**Your instructions**
Work through the data below and copy out every line where "PathBuf" is found.

(Records from a data collection)
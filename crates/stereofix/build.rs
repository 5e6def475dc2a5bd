use std::fs;
use std::path::{Path, PathBuf};

use clap::CommandFactory;

// Pull in cli.rs directly -- it only depends on clap, clap_complete and
// humantime (all listed as build-dependencies).
#[path = "src/cli.rs"]
#[allow(dead_code)]
mod cli;

fn main() -> Result<(), Box<dyn std::error::Error>> {
    // Re-run if the CLI definitions change.
    println!("cargo::rerun-if-changed=src/cli.rs");

    let out_dir: PathBuf = std::env::var_os("OUT_DIR")
        .ok_or("OUT_DIR not set by Cargo")?
        .into();
    let man_dir = out_dir.join("man");
    fs::create_dir_all(&man_dir)?;

    let cmd = cli::Cli::command();
    generate_manpages(&cmd, &man_dir)
}

/// Recursively generate man pages for a command and all its subcommands.
fn generate_manpages(cmd: &clap::Command, dir: &Path) -> Result<(), Box<dyn std::error::Error>> {
    let name = cmd.get_name().to_owned();
    let path = dir.join(format!("{name}.1"));

    let mut buf = Vec::new();
    clap_mangen::Man::new(cmd.clone()).render(&mut buf)?;
    fs::write(&path, buf)?;

    for sub in cmd.get_subcommands() {
        if sub.is_hide_set() {
            continue;
        }

        let sub = sub.clone().name(format!("{name}-{}", sub.get_name()));
        generate_manpages(&sub, dir)?;
    }
    Ok(())
}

**Solution for this exercise**
use std::path::{Path, PathBuf};
    let out_dir: PathBuf = std::env::var_os("OUT_DIR")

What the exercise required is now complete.